Saved entries
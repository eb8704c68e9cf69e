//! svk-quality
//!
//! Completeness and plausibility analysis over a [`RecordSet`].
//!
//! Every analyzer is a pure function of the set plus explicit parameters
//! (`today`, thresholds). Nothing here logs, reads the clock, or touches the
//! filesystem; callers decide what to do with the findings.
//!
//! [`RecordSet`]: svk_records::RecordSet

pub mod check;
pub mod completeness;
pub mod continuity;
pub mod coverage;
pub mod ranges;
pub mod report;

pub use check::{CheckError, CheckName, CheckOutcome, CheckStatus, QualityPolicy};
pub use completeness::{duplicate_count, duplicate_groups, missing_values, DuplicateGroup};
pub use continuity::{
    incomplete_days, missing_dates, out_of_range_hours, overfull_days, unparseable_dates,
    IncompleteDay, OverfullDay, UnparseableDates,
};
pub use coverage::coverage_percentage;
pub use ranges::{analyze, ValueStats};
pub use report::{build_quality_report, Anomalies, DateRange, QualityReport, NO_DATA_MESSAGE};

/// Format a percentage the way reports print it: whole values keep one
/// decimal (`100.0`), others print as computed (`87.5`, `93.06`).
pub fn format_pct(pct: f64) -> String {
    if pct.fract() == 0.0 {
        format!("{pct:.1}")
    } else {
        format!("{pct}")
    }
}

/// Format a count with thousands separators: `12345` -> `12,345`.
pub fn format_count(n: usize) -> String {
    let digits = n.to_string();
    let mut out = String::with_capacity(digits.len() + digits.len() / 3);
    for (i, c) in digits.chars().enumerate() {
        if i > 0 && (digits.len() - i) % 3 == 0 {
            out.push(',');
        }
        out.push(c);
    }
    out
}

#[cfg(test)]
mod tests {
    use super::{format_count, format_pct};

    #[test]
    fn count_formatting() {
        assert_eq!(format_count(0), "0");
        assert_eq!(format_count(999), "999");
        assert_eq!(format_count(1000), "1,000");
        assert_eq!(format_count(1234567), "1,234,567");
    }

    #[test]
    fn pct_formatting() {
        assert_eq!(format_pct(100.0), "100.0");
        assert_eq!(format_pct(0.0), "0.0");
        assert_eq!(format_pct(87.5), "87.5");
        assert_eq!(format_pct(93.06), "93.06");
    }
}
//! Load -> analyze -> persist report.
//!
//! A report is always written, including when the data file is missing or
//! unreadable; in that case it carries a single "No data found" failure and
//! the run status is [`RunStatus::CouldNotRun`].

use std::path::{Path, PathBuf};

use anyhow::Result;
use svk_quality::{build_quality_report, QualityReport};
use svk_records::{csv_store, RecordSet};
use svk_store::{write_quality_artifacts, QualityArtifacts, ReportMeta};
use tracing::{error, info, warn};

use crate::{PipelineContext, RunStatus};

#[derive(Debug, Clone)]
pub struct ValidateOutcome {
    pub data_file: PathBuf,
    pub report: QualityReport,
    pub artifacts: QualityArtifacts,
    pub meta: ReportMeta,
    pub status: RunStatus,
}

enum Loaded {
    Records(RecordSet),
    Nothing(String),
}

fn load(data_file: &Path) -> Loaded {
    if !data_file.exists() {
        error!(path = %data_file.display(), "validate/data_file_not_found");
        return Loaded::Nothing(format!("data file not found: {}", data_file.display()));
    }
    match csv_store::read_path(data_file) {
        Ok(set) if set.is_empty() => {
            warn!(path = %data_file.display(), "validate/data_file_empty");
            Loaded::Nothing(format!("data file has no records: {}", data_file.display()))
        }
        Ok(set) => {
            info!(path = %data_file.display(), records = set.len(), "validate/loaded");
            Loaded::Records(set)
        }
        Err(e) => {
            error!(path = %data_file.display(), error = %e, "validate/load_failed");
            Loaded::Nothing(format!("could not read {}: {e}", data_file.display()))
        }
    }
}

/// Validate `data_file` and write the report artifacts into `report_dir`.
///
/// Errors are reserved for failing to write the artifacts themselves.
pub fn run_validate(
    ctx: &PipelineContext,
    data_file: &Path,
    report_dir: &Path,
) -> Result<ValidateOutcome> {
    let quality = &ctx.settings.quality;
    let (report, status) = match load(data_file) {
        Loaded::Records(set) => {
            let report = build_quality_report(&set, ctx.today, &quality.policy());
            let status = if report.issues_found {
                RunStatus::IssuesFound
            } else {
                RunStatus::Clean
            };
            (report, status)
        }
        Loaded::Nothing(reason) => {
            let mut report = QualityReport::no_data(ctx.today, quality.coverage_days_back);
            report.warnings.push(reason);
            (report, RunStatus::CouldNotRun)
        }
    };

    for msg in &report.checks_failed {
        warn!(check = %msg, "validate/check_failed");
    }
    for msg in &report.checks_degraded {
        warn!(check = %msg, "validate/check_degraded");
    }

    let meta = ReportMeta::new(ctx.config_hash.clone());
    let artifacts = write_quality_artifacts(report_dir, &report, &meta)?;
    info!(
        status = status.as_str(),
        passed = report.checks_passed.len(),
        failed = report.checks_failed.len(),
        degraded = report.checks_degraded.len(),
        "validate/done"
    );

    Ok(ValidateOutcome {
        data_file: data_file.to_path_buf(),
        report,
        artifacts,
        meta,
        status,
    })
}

[EXERCISE DETAILS]
Copy each line of the entries exactly.

[SOLUTION]
repository eb8704c68e9cf69e
//! svk-quality
//!
//! Completeness and plausibility analysis over a [`RecordSet`].
//!
//! Every analyzer is a pure function of the set plus explicit parameters
//! (`today`, thresholds). Nothing here logs, reads the clock, or touches the
//! filesystem; callers decide what to do with the findings.
//!
//! [`RecordSet`]: svk_records::RecordSet

pub mod check;
pub mod completeness;
pub mod continuity;
pub mod coverage;
pub mod ranges;
pub mod report;

pub use check::{CheckError, CheckName, CheckOutcome, CheckStatus, QualityPolicy};
pub use completeness::{duplicate_count, duplicate_groups, missing_values, DuplicateGroup};
pub use continuity::{
    incomplete_days, missing_dates, out_of_range_hours, overfull_days, unparseable_dates,
    IncompleteDay, OverfullDay, UnparseableDates,
};
pub use coverage::coverage_percentage;
pub use ranges::{analyze, ValueStats};
pub use report::{build_quality_report, Anomalies, DateRange, QualityReport, NO_DATA_MESSAGE};

/// Format a percentage the way reports print it: whole values keep one
/// decimal (`100.0`), others print as computed (`87.5`, `93.06`).
pub fn format_pct(pct: f64) -> String {
    if pct.fract() == 0.0 {
        format!("{pct:.1}")
    } else {
        format!("{pct}")
    }
}

/// Format a count with thousands separators: `12345` -> `12,345`.
pub fn format_count(n: usize) -> String {
    let digits = n.to_string();
    let mut out = String::with_capacity(digits.len() + digits.len() / 3);
    for (i, c) in digits.chars().enumerate() {
        if i > 0 && (digits.len() - i) % 3 == 0 {
            out.push(',');
        }
        out.push(c);
    }
    out
}

#[cfg(test)]
mod tests {
    use super::{format_count, format_pct};

    #[test]
    fn count_formatting() {
        assert_eq!(format_count(0), "0");
        assert_eq!(format_count(999), "999");
        assert_eq!(format_count(1000), "1,000");
        assert_eq!(format_count(1234567), "1,234,567");
    }

    #[test]
    fn pct_formatting() {
        assert_eq!(format_pct(100.0), "100.0");
        assert_eq!(format_pct(0.0), "0.0");
        assert_eq!(format_pct(87.5), "87.5");
        assert_eq!(format_pct(93.06), "93.06");
    }
}
//! Load -> analyze -> persist report.
//!
//! A report is always written, including when the data file is missing or
//! unreadable; in that case it carries a single "No data found" failure and
//! the run status is [`RunStatus::CouldNotRun`].

use std::path::{Path, PathBuf};

use anyhow::Result;
use svk_quality::{build_quality_report, QualityReport};
use svk_records::{csv_store, RecordSet};
use svk_store::{write_quality_artifacts, QualityArtifacts, ReportMeta};
use tracing::{error, info, warn};

use crate::{PipelineContext, RunStatus};

#[derive(Debug, Clone)]
pub struct ValidateOutcome {
    pub data_file: PathBuf,
    pub report: QualityReport,
    pub artifacts: QualityArtifacts,
    pub meta: ReportMeta,
    pub status: RunStatus,
}

enum Loaded {
    Records(RecordSet),
    Nothing(String),
}

fn load(data_file: &Path) -> Loaded {
    if !data_file.exists() {
        error!(path = %data_file.display(), "validate/data_file_not_found");
        return Loaded::Nothing(format!("data file not found: {}", data_file.display()));
    }
    match csv_store::read_path(data_file) {
        Ok(set) if set.is_empty() => {
            warn!(path = %data_file.display(), "validate/data_file_empty");
            Loaded::Nothing(format!("data file has no records: {}", data_file.display()))
        }
        Ok(set) => {
            info!(path = %data_file.display(), records = set.len(), "validate/loaded");
            Loaded::Records(set)
        }
        Err(e) => {
            error!(path = %data_file.display(), error = %e, "validate/load_failed");
            Loaded::Nothing(format!("could not read {}: {e}", data_file.display()))
        }
    }
}

/// Validate `data_file` and write the report artifacts into `report_dir`.
///
/// Errors are reserved for failing to write the artifacts themselves.
pub fn run_validate(
    ctx: &PipelineContext,
    data_file: &Path,
    report_dir: &Path,
) -> Result<ValidateOutcome> {
    let quality = &ctx.settings.quality;
    let (report, status) = match load(data_file) {
        Loaded::Records(set) => {
            let report = build_quality_report(&set, ctx.today, &quality.policy());
            let status = if report.issues_found {
                RunStatus::IssuesFound
            } else {
                RunStatus::Clean
            };
            (report, status)
        }
        Loaded::Nothing(reason) => {
            let mut report = QualityReport::no_data(ctx.today, quality.coverage_days_back);
            report.warnings.push(reason);
            (report, RunStatus::CouldNotRun)
        }
    };

    for msg in &report.checks_failed {
        warn!(check = %msg, "validate/check_failed");
    }
    for msg in &report.checks_degraded {
        warn!(check = %msg, "validate/check_degraded");
    }

    let meta = ReportMeta::new(ctx.config_hash.clone());
    let artifacts = write_quality_artifacts(report_dir, &report, &meta)?;
    info!(
        status = status.as_str(),
        passed = report.checks_passed.len(),
        failed = report.checks_failed.len(),
        degraded = report.checks_degraded.len(),
        "validate/done"
    );

    Ok(ValidateOutcome {
        data_file: data_file.to_path_buf(),
        report,
        artifacts,
        meta,
        status,
    })
}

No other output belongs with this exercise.